:: Stored data ::
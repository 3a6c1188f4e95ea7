use std::sync::Arc;
use std::time::Duration;

use sqlx::{SqlitePool, sqlite::SqlitePoolOptions};
use thiserror::Error;

use crate::repository::{KeyValueStore, Storage};

mod kv_repo;
mod migrate;

#[derive(Clone)]
pub struct SqliteRepository {
    pool: SqlitePool,
}

#[derive(Debug, Error)]
#[non_exhaustive]
pub enum SqliteInitError {
    #[error(transparent)]
    Sqlx(#[from] sqlx::Error),
}

impl SqliteRepository {
    /// Connect to `SQLite` using the given URL.
    ///
    /// # Errors
    ///
    /// Returns `SqliteInitError` if the connection cannot be established or
    /// the connection pragmas fail.
    pub async fn connect(database_url: &str) -> Result<Self, SqliteInitError> {
        let pool = SqlitePoolOptions::new()
            .max_connections(5)
            .acquire_timeout(Duration::from_secs(5))
            .after_connect(|conn, _meta| {
                Box::pin(async move {
                    sqlx::query("PRAGMA journal_mode = WAL;")
                        .execute(&mut *conn)
                        .await?;
                    sqlx::query("PRAGMA busy_timeout = 5000;")
                        .execute(&mut *conn)
                        .await?;
                    Ok(())
                })
            })
            .connect(database_url)
            .await?;
        log::debug!("connected to {database_url}");
        Ok(Self { pool })
    }

    #[must_use]
    pub fn pool(&self) -> &SqlitePool {
        &self.pool
    }

    /// Create tables if they do not exist.
    ///
    /// # Errors
    ///
    /// Returns `SqliteInitError` if migration queries fail.
    pub async fn migrate(&self) -> Result<(), SqliteInitError> {
        migrate::run_migrations(&self.pool).await
    }
}

impl Storage {
    /// Build a `Storage` backed by `SQLite`.
    ///
    /// # Errors
    ///
    /// Returns `SqliteInitError` if connection or migrations cannot be
    /// completed.
    pub async fn sqlite(database_url: &str) -> Result<Self, SqliteInitError> {
        let repo = SqliteRepository::connect(database_url).await?;
        repo.migrate().await?;
        let kv: Arc<dyn KeyValueStore> = Arc::new(repo);
        Ok(Self { kv })
    }
}

#[cfg(test)]
mod tests {
    use super::*;

    #[test]
    fn repository_is_send_sync() {
        fn assert_send_sync<T: Send + Sync>() {}
        assert_send_sync::<SqliteRepository>();
    }
}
:::
§ **Requirement**:
This exercise asks for every line of the records to be repeated exactly.

§ **Output below**:
repository 3a6c1188f4e95ea7
use std::sync::Arc;
use std::time::Duration;

use sqlx::{SqlitePool, sqlite::SqlitePoolOptions};
use thiserror::Error;

use crate::repository::{KeyValueStore, Storage};

mod kv_repo;
mod migrate;

#[derive(Clone)]
pub struct SqliteRepository {
    pool: SqlitePool,
}

#[derive(Debug, Error)]
#[non_exhaustive]
pub enum SqliteInitError {
    #[error(transparent)]
    Sqlx(#[from] sqlx::Error),
}

impl SqliteRepository {
    /// Connect to `SQLite` using the given URL.
    ///
    /// # Errors
    ///
    /// Returns `SqliteInitError` if the connection cannot be established or
    /// the connection pragmas fail.
    pub async fn connect(database_url: &str) -> Result<Self, SqliteInitError> {
        let pool = SqlitePoolOptions::new()
            .max_connections(5)
            .acquire_timeout(Duration::from_secs(5))
            .after_connect(|conn, _meta| {
                Box::pin(async move {
                    sqlx::query("PRAGMA journal_mode = WAL;")
                        .execute(&mut *conn)
                        .await?;
                    sqlx::query("PRAGMA busy_timeout = 5000;")
                        .execute(&mut *conn)
                        .await?;
                    Ok(())
                })
            })
            .connect(database_url)
            .await?;
        log::debug!("connected to {database_url}");
        Ok(Self { pool })
    }

    #[must_use]
    pub fn pool(&self) -> &SqlitePool {
        &self.pool
    }

    /// Create tables if they do not exist.
    ///
    /// # Errors
    ///
    /// Returns `SqliteInitError` if migration queries fail.
    pub async fn migrate(&self) -> Result<(), SqliteInitError> {
        migrate::run_migrations(&self.pool).await
    }
}

impl Storage {
    /// Build a `Storage` backed by `SQLite`.
    ///
    /// # Errors
    ///
    /// Returns `SqliteInitError` if connection or migrations cannot be
    /// completed.
    pub async fn sqlite(database_url: &str) -> Result<Self, SqliteInitError> {
        let repo = SqliteRepository::connect(database_url).await?;
        repo.migrate().await?;
        let kv: Arc<dyn KeyValueStore> = Arc::new(repo);
        Ok(Self { kv })
    }
}

#[cfg(test)]
mod tests {
    use super::*;

    #[test]
    fn repository_is_send_sync() {
        fn assert_send_sync<T: Send + Sync>() {}
        assert_send_sync::<SqliteRepository>();
    }
}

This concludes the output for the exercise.